Gün ağardı... Cumhurbaşkanı imzalı teşekkür yazısında bombalamayı tertip ettirdiği ve "mesaj verdiği" öne sürülen ABD'ye şükranlar iletildi. İçişleri Bakanı açığa düşüverdi...

Açık kaynaklardan toplayabildiğimiz bilgiler çoğaldıkça tuhaflıkların da çoğaldığını gördük.

Birincisi, evet, İçişleri Bakanı'nın beyanının aksine, ağabeyi ÖSO komutanı olan kadın fail hiç de "özel olarak eğitilmiş bir istihbarat elemanı" gibi değildi.

Tavşan gibi ürkek; haliyle, tavrıyla, görünümüyle son derece 'amatör'; eylemin ardından temel sakınma, kendini gizleme protokollerinin hiçbirine uymamış, İstanbul'daki tüm kameralara hakkında belgesel hazırlanacak kadar resim vermiş bir profil vardı karşımızda.

Sonradan parça parça medyaya yansıyan ifadeleri de çelişkileri besliyordu. Bir istihbarat zincirinin her şeyden bihaber 'kullan-at' piyonu olduğu neredeyse kesindi.

İkincisi, bütün PKK ve YPG kaynakları, bombalamayla ilgilerinin olmadığını ilan etti.
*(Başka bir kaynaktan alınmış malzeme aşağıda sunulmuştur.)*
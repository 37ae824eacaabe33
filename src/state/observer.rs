//! Listener bookkeeping shared by every observable object in the app.
//!
//! Rust closures cannot be compared, so unlike a dynamic-language observer
//! list a registration is identified by the `ListenerId` returned from
//! `add`, not by the callback value itself.
//!
//! Notification sites must iterate over `snapshot()` and must release any
//! interior borrow on the emitting object before invoking callbacks. That
//! gives two guarantees: listeners registered or removed during a
//! notification do not affect the in-flight fan-out, and callbacks may read
//! the object that is notifying them. Mutating that object from inside a
//! callback is a contract violation and will panic on the interior borrow.

use std::cell::RefCell;
use std::rc::Rc;

/// Opaque token identifying one listener registration.
#[derive(Debug, Clone, Copy, PartialEq, Eq)]
pub struct ListenerId(u64);

/// An ordered list of callbacks, invoked in registration order.
pub struct Listeners<F: ?Sized> {
    next_id: u64,
    entries: Vec<(ListenerId, Rc<RefCell<F>>)>,
}

impl<F: ?Sized> Listeners<F> {
    pub fn new() -> Self {
        Self {
            next_id: 0,
            entries: Vec::new(),
        }
    }

    /// Registers a callback and returns its removal token.
    pub fn add(&mut self, listener: Rc<RefCell<F>>) -> ListenerId {
        let id = ListenerId(self.next_id);
        self.next_id += 1;
        self.entries.push((id, listener));
        id
    }

    /// Unregisters a callback. Returns false (and does nothing) if the id
    /// is not registered, so double removal is harmless.
    pub fn remove(&mut self, id: ListenerId) -> bool {
        match self.entries.iter().position(|(entry_id, _)| *entry_id == id) {
            Some(index) => {
                self.entries.remove(index);
                true
            }
            None => false,
        }
    }

    /// A clone of the current callback list, in registration order.
    pub fn snapshot(&self) -> Vec<Rc<RefCell<F>>> {
        self.entries
            .iter()
            .map(|(_, listener)| Rc::clone(listener))
            .collect()
    }

    pub fn len(&self) -> usize {
        self.entries.len()
    }

    pub fn is_empty(&self) -> bool {
        self.entries.is_empty()
    }
}

impl<F: ?Sized> Default for Listeners<F> {
    fn default() -> Self {
        Self::new()
    }
}

#[cfg(test)]
mod tests {
    use super::*;

    type Callback = dyn FnMut(u32);

    fn notify(listeners: &Listeners<Callback>, value: u32) {
        for listener in listeners.snapshot() {
            (listener.borrow_mut())(value);
        }
    }

    #[test]
    fn add_and_notify_in_registration_order() {
        let seen = Rc::new(RefCell::new(Vec::new()));
        let mut listeners: Listeners<Callback> = Listeners::new();

        for tag in 0..3u32 {
            let seen = Rc::clone(&seen);
            listeners.add(Rc::new(RefCell::new(move |value: u32| {
                seen.borrow_mut().push((tag, value));
            })));
        }

        notify(&listeners, 7);
        assert_eq!(*seen.borrow(), vec![(0, 7), (1, 7), (2, 7)]);
    }

    #[test]
    fn remove_is_noop_when_absent() {
        let mut listeners: Listeners<Callback> = Listeners::new();
        let id = listeners.add(Rc::new(RefCell::new(|_value: u32| {})));

        assert!(listeners.remove(id));
        assert!(!listeners.remove(id));
        assert!(listeners.is_empty());
    }

    #[test]
    fn removed_listener_is_not_notified() {
        let calls = Rc::new(RefCell::new(0u32));
        let mut listeners: Listeners<Callback> = Listeners::new();

        let id = {
            let calls = Rc::clone(&calls);
            listeners.add(Rc::new(RefCell::new(move |_value: u32| {
                *calls.borrow_mut() += 1;
            })))
        };

        notify(&listeners, 1);
        listeners.remove(id);
        notify(&listeners, 2);

        assert_eq!(*calls.borrow(), 1);
    }
}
PKK'nın, bugüne dek yaptığı eylemleri üstlendiğini biliyoruz. Sivillerin öldüğü ve kamuoyunda çok tepki çeken eylemler buna dahil. Bu eylemi üstlenmediler.

Üçüncüsü, istihbarat uzmanlarının verdiği bilgilere göre İstiklal Caddesi'nde patlatılan bomba PKK'nın kullandığı türden bir bomba değildi. Hadi, bu sefer bir değişiklik yapmış olsunlar, amaç neydi?

Ve bombalamanın ardından başlayan operasyonda tutuklananların hemen hepsinin Suriyeli Arap olması gibi daha bir sürü tuhaf çelişki...

Medyada ve siyaset aleminde pek az kişi bu durumu sorguladı. İnsanlar merak ettikleri soruları sorsa 'vatan haini' damgası yiyecekmiş gibi hissediyordu sanırım.

'Muhalif' diye tanınan isimler bile iktidar kanadından gelen tüm çelişkili açıklamalara rağmen hiç sorgulamadan iktidarın gösterdiği hedefte birleşerek 'terör lanetleme' seansına girişti...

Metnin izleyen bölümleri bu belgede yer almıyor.